Talk to a financial advisor to see what kind of investment strategy makes sense for you. And you can even get set up with robo-accounts that handle the actual investing for you. All you have to do is fill out your appropriate risk profile.
Renting is great for the convenience. It makes less sense for your net worth. That’s because while buying a home for most people will require a mortgage (a huge liability!), as you pay off that mortgage you build equity in your home. Unlike rent money, which for net worth calculation purposes you might as well be lighting on fire each month, that equity grows over time and shows up on the asset side of your balance sheet.
Once you’ve paid off your home in full, as one of your largest purchases it will become one of your most valuable assets. So while mortgage debt will hurt your net worth in the short term, it drives you towards positive net worth in the long term. If you’re paying a $1,000 per month in rent, after 30 years you would have paid $360,000. If you’d put that money towards a 30-year mortgage, you’d have paid off the full value of your home and have that money in equity to show for it (minus interest).
Add passive income streams and purchases that appreciate.
Passive income is a revenue stream that you don’t have to actively work for — it’s not part of your salary, rather from a rental property, royalty checks, or other sources. Like your home, real estate investments can help you grow your net worth in the long term. However, unlike your home, you can lease the space and charge rent for a short-term income supplement. If you can charge more in rent than you’d be paying per month, you’re already cash flow positive.
Like real estate, art is another popular purchase to grow your long-term net worth. Paintings, sculptures, and other collectibles appreciate in value over time.
Just make sure you’ve done your due diligence before you get into real estate or art investments as these are illiquid assets — investments that are tougher to sell and get out of. And appreciation for both property and art can often be a slower, gradual build.
Protect the valuables you already have.
Asset protection is a type of insurance coverage to look out for the valuables you own. This is less about increasing your net worth. It’s how to avoid a sudden, unexpected decrease.
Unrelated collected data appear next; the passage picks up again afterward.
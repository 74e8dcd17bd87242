use crate::{FoundLoad, Result};
use csv::Writer;
use std::io::Write;

const HEADER: [&str; 11] = [
    "Criteria",
    "Load ID",
    "Origin",
    "Destination",
    "Rate",
    "Rate/Mile",
    "Miles",
    "Weight",
    "Equipment",
    "Broker",
    "Pickup",
];

fn cell(value: Option<f64>) -> String {
    value.map(|v| v.to_string()).unwrap_or_default()
}

/// Writes found loads as CSV. Unknown numbers are left empty.
pub fn write_loads_csv<W: Write>(out: W, loads: &[FoundLoad]) -> Result<()> {
    let mut writer = Writer::from_writer(out);
    writer.write_record(HEADER)?;
    for found in loads {
        let load = &found.details;
        writer.write_record([
            found.criteria_id.to_string(),
            found.load_id.clone(),
            load.origin.clone(),
            load.destination.clone(),
            cell(load.rate),
            cell(load.effective_rpm()),
            cell(load.distance),
            cell(load.weight),
            load.equipment.clone(),
            load.broker.clone(),
            load.pickup_date.clone(),
        ])?;
    }
    writer.flush()?;
    Ok(())
}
Your antique furniture may be worth $10,000. Your broken antique furniture? Far less than that. Asset protection covers the cost it takes to repair or replace, lost, stolen, and broken items. But don’t just think antiques. In the short term, your net worth also includes your phone, computer, and electronics — all of which you can cover with an asset protection plan.
Tips to decrease your liabilities at any age.
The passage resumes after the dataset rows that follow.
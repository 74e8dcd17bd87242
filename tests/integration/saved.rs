use haulscout_core::{MarketplaceConfig, SavedLoadStatus, SearchCriteria};
use haulscout_integration_tests::*;
use haulscout_scrapers::run_criteria_scan;

#[tokio::test]
async fn test_saved_load_lifecycle() {
    let config = MarketplaceConfig::default();
    let site = MockSite::new();
    site.serve(
        &config.search_path,
        search_page(&config, &[load_card("LB-7", "Chicago, IL", "Dallas, TX", "$2,000", "Dry Van | 920 mi")]),
    );
    let pipeline = pipeline(MockLauncher::new(site, config.clone()), config);
    let db = connected_db().await;

    let mut criteria = SearchCriteria {
        origin_city: Some("Chicago".to_string()),
        origin_state: Some("IL".to_string()),
        ..SearchCriteria::new(USER)
    };
    let criteria_id = db.create_criteria(&mut criteria).await.unwrap();
    run_criteria_scan(&db, &pipeline, &cipher(), criteria_id).await.unwrap();

    let found = db.list_found_loads(criteria_id).await.unwrap();
    let saved = db.save_found_load(USER, found[0].id.unwrap()).await.unwrap();
    let saved_id = saved.id.unwrap();
    assert_eq!(saved.load_id, "LB-7");
    assert_eq!(saved.status, SavedLoadStatus::Interested);

    db.set_saved_load_status(saved_id, SavedLoadStatus::Trash).await.unwrap();
    assert!(db.list_saved_loads(USER, SavedLoadStatus::Interested).await.unwrap().is_empty());
    assert_eq!(db.list_saved_loads(USER, SavedLoadStatus::Trash).await.unwrap().len(), 1);

    db.set_saved_load_status(saved_id, SavedLoadStatus::Interested).await.unwrap();
    let interested = db.list_saved_loads(USER, SavedLoadStatus::Interested).await.unwrap();
    assert_eq!(interested.len(), 1);
    assert_eq!(interested[0].details.destination, "Dallas, TX");

    db.start_backhaul(saved_id).await.unwrap();
    db.remove_saved_load(saved_id).await.unwrap();
    assert!(db.get_saved_load(saved_id).await.unwrap().is_none());
    assert!(db.get_backhaul(saved_id).await.unwrap().is_none());

    // Hard-deleting the criteria removes its found loads.
    db.delete_criteria(criteria_id).await.unwrap();
    assert!(db.list_found_loads(criteria_id).await.unwrap().is_empty());
}
use std::io;
use thiserror::Error;

#[derive(Debug, Error)]
pub enum HaulError {
    #[error("Database error: {0}")]
    Database(#[from] sqlx::Error),
    #[error("IO error: {0}")]
    Io(#[from] io::Error),
    #[error("JSON error: {0}")]
    Json(#[from] serde_json::Error),
    #[error("CSV error: {0}")]
    Csv(#[from] csv::Error),
    #[error("Config error: {0}")]
    Config(#[from] toml::de::Error),
    #[error("URL parse error: {0}")]
    UrlParse(#[from] url::ParseError),
    #[error("Request error: {0}")]
    Request(#[from] reqwest::Error),
    #[error("ENCRYPTION_KEY is not set")]
    MissingEncryptionKey,
    #[error("Decryption error: {0}")]
    Decryption(String),
    #[error("Encryption error: {0}")]
    Encryption(String),
    #[error("Marketplace session expired")]
    SessionExpired,
    #[error("No marketplace account connected for user {0}")]
    NotConnected(String),
    #[error("Browser error: {0}")]
    Browser(String),
    #[error("Scraping error: {0}")]
    Scraping(String),
    #[error("Scan worker has stopped")]
    WorkerStopped,
    #[error("Not found: {0}")]
    NotFound(String),
    #[error("Invalid value: {0}")]
    Invalid(String),
}

impl HaulError {
    /// Errors the user can only fix by reconnecting their marketplace account.
    pub fn needs_reconnect(&self) -> bool {
        matches!(
            self,
            HaulError::SessionExpired | HaulError::NotConnected(_) | HaulError::Decryption(_)
        )
    }

    /// Message stored in the scan status side channel.
    pub fn user_message(&self) -> String {
        if self.needs_reconnect() {
            format!("{}. Please reconnect your account.", self)
        } else {
            self.to_string()
        }
    }
}

pub type Result<T> = std::result::Result<T, HaulError>;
Pay ahead on your debt whenever possible.
If you have extra money now, use it to get out of debt as soon as possible. Getting out of debt is the fastest way to increase your net worth. You also save on interest you would’ve owed on your loan over the life of your terms.
High-interest loans can have a negative effect on your net worth for years, and it can be really tough to get out from under payments. It also makes it tough to save for your future and build assets when so much of your income is going toward paying off debts. Also, make sure you’re paying off your credit card debt within your grace period whenever possible and not paying interest on your credit card purchases. Credit card debt can spiral fast. Stay on top of it.
Consider consolidating your debts.
If you have multiple loans and it’s tough to navigate your payments, consider a debt consolidation loan to give you a more manageable monthly payment. You may also be able to lower your rate, so you’re on the hook for less interest.
At the very least, consolidating your debt makes it easier to track so no payments slip through the cracks. If you do decide to consolidate your debt, just make sure you’re not going to end up paying more interest overall on longer terms. Remember, the goal of taking on debt is to be able to get out of debt as soon as possible. A lower rate is great, but not if costs you more in the long run.
Refinance your home mortgage.
Because your home is such a major purchase, it can have a massive impact on your net worth. As a result, refinancing your home can also cause your net worth to go up or down quickly. If mortgage rates go down and you’re able to refinance to a lower interest rate on the same term length, or if you’re able to shorten the terms on your loan, you can build equity (and your net worth) faster.
However, if you tap into your home equity to get funds for other purchases (borrowing more money against the equity you’ve built in your home), you’ll have the opposite effect on your net worth.
How do you compare? The average net worth by age.
Again, net worth is a sliding scale that will fluctuate over the course of your lifetime. There is no right or wrong net worth. The average net worth by age varies. It’s simply a figure that helps you quantify and make sense of your personal wealth. More is obviously better, but at times, you’ll have to take a step back in the short term to move forward.
Still, in general, you can expect your net worth to grow over time as your income increases, some of your debts fall by the wayside, and your financial needs change. Here’s a look at the average net worth by age group, as measured by the Federal Reserve Board’s Survey of Consumer Finances — as well as a few financial considerations at each age.
Average net worth in your 20s.
If you’re in the negatives, you’re normal. What’d you expect? In fact, the Federal Reserve Board Survey of Consumer Finances doesn’t even release specific data for this age bracket. In our 20s, most of us simply aren’t going to have much net worth to measure. Once you factor in the massive amounts of student loan debt and relatively low earnings fresh out of school, breaking even would be way ahead of schedule to reach your ultimate financial goals.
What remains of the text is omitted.